トラック38「精霊が照らす道」〜トラック44「いっしょに歩いていこう」は、第11話と第12話(最終回)をイメージした構成。
「精霊が照らす道」(トラック38)は、第11話の終盤、光の精霊に照らされた道で一廣とマリーが語らう場面で使用。異世界ではなく日本の弘前(青森県)での幻想的なシーンだ。同じく第11話のラストで、一廣とマリーが月明りの中で見つめ合う場面に流れたのが「いつも二人で」(トラック39)。2人の気持ちをやさしく包み込む弦合奏の響きが胸にしみる。音楽メニューでは、ずばり「幸せ」と仮題が付けられていた。
トラック40「マリアーベル」はピアノとフルートなどによるマリーのテーマ。第12話でマリーが満開の桜並木を見て歓声を上げる場面に使用された。次の「ふれた手のぬくもり」(トラック41)は最終回には使用されていないのだが、音楽的な流れを考えてここに収録。第8話でマリーが一廣の額にキスをするシーンなどに使われた、ピアノとオーボエによるやさしい曲である。
トラック42の「桜吹雪」は先に紹介した「桜の木の下で」(トラック1)のロングバージョン。桜の木の下で一廣とマリーが、初めてマリーが日本に来たときのことを思い出し、寄り添う場面で流れる。2人の関係が一歩先に進む、全編のクライマックスと言ってもよいだろう。演奏時間は3分近く、収録曲の中でもっとも長い。美しさと儚さが同居する曲調にうっとりして、この時間が少しでも長く続くようにと思ってしまう。
続く2曲は第12話のラストを締めくくるふたつのシーンで使用された。トラック43「そのままの君で」は、マリーがエルフであることを察した一廣の祖父が、マリーに「そのままの君でいいんだよ」と話す感動的な場面に、トラック44「いっしょに歩いていこう」は一廣とマリーが新幹線で東京へ帰っていくラストシーンに流れた。どちらもピアノを主体にした曲で、あらためて本作のサウンドイメージをピアノが担っていることがわかる。
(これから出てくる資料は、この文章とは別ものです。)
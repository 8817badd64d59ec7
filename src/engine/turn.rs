//! Per-turn conversation record
//!
//! One user-utterance / AI-response pair, owned exclusively by the
//! controller for the duration of the turn. Response text follows the
//! delta-then-authoritative aggregation strategy: deltas append as they
//! arrive, and the final transcript event replaces the accumulation
//! (the remote may send corrections in the final event).

use chrono::{DateTime, Utc};
use uuid::Uuid;

#[derive(Debug, Clone)]
pub struct ConversationTurn {
    pub id: Uuid,
    pub started_at: DateTime<Utc>,
    pub ended_at: Option<DateTime<Utc>>,
    /// Total PCM16 bytes streamed to the endpoint for this turn
    pub captured_audio_bytes: usize,
    /// Final transcript of the user utterance
    pub user_transcript: Option<String>,
    /// Accumulated partial response text from delta events
    response_text_partial: String,
    /// Authoritative response text from the done event
    response_text_final: Option<String>,
    /// Accumulated response PCM16, decoded from audio deltas
    response_audio: Vec<u8>,
}

impl ConversationTurn {
    pub fn new(id: Uuid) -> Self {
        Self {
            id,
            started_at: Utc::now(),
            ended_at: None,
            captured_audio_bytes: 0,
            user_transcript: None,
            response_text_partial: String::new(),
            response_text_final: None,
            response_audio: Vec::new(),
        }
    }

    /// Append a partial response text fragment.
    pub fn append_response_text(&mut self, delta: &str) {
        if !delta.is_empty() {
            self.response_text_partial.push_str(delta);
        }
    }

    /// Set the authoritative response text, overriding accumulated deltas.
    pub fn finish_response_text(&mut self, transcript: &str) {
        self.response_text_final = Some(transcript.to_string());
    }

    /// Best available response text at this moment.
    pub fn response_text(&self) -> &str {
        self.response_text_final
            .as_deref()
            .unwrap_or(&self.response_text_partial)
    }

    /// Append a decoded response audio chunk.
    pub fn append_response_audio(&mut self, audio: &[u8]) {
        self.response_audio.extend_from_slice(audio);
    }

    pub fn response_audio(&self) -> &[u8] {
        &self.response_audio
    }

    /// Take the accumulated response audio for playback.
    pub fn take_response_audio(&mut self) -> Vec<u8> {
        std::mem::take(&mut self.response_audio)
    }

    /// Stamp the end of the turn. A second call keeps the first stamp.
    pub fn close(&mut self) {
        if self.ended_at.is_none() {
            self.ended_at = Some(Utc::now());
        }
    }
}

#[cfg(test)]
mod tests {
    use super::*;

    #[test]
    fn test_new_turn_is_open_and_empty() {
        let turn = ConversationTurn::new(Uuid::new_v4());
        assert!(turn.ended_at.is_none());
        assert_eq!(turn.captured_audio_bytes, 0);
        assert_eq!(turn.response_text(), "");
        assert!(turn.response_audio().is_empty());
    }

    #[test]
    fn test_response_text_deltas_accumulate() {
        let mut turn = ConversationTurn::new(Uuid::new_v4());
        turn.append_response_text("Hi ");
        turn.append_response_text("there");
        turn.append_response_text("");
        assert_eq!(turn.response_text(), "Hi there");
    }

    #[test]
    fn test_final_text_overrides_deltas() {
        let mut turn = ConversationTurn::new(Uuid::new_v4());
        turn.append_response_text("Hi ther");
        turn.finish_response_text("Hi there!");
        assert_eq!(turn.response_text(), "Hi there!");
    }

    #[test]
    fn test_response_audio_accumulates_and_takes() {
        let mut turn = ConversationTurn::new(Uuid::new_v4());
        turn.append_response_audio(&[1, 2]);
        turn.append_response_audio(&[3, 4]);
        assert_eq!(turn.response_audio(), &[1, 2, 3, 4]);

        let taken = turn.take_response_audio();
        assert_eq!(taken, vec![1, 2, 3, 4]);
        assert!(turn.response_audio().is_empty());
    }

    #[test]
    fn test_close_keeps_first_stamp() {
        let mut turn = ConversationTurn::new(Uuid::new_v4());
        turn.close();
        let first = turn.ended_at;
        turn.close();
        assert_eq!(turn.ended_at, first);
    }
}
トラック45に収録したエンディング主題歌でいったん本編は終了。最後のトラック46「夢の続き」は、コンサートのアンコールみたいなつもりで収録した。この曲は本編用の音楽でなく、2024年3月に公開された本作のティザーPV用に作られた曲である。聴いていただくとわかるとおり、「桜の木の下で」「冒険の始まり」など、本編で流れる代表的な曲をメドレーにした構成になっている。アニメは最終回を迎えたけれど、2人の冒険はまだまだ続いていく。そんな気分でアルバムを聴き終えてもらいたいという願いを込めた。
はじめに書いたように、本作は基本的にラブコメだと思う。はらかなこが作り上げた音楽は、未知の世界に触れるときめきや身近な人を大切に想う気持ちがさわやかな曲調で表現されていて、聴いているだけで楽しく、やさしい気分になる。
しかし、本来は所属する世界が異なり、接触するはずのない2人が出会って始まるラブコメだ。ぎこちなくもほほえましい2人の関係には、いつ離れ離れになるかわからない儚さがつきまとう。だから、2人でいる時間がかけがえのない、尊いものになっていく。メインテーマである「桜の木の下で」「桜吹雪」には、そんな儚さゆえの美しさがすくいとられている。桜も儚いからこそ美しい。こんな音楽を聴きながら桜の木の下を歩くと、桜がよけい愛しくなりそうだ。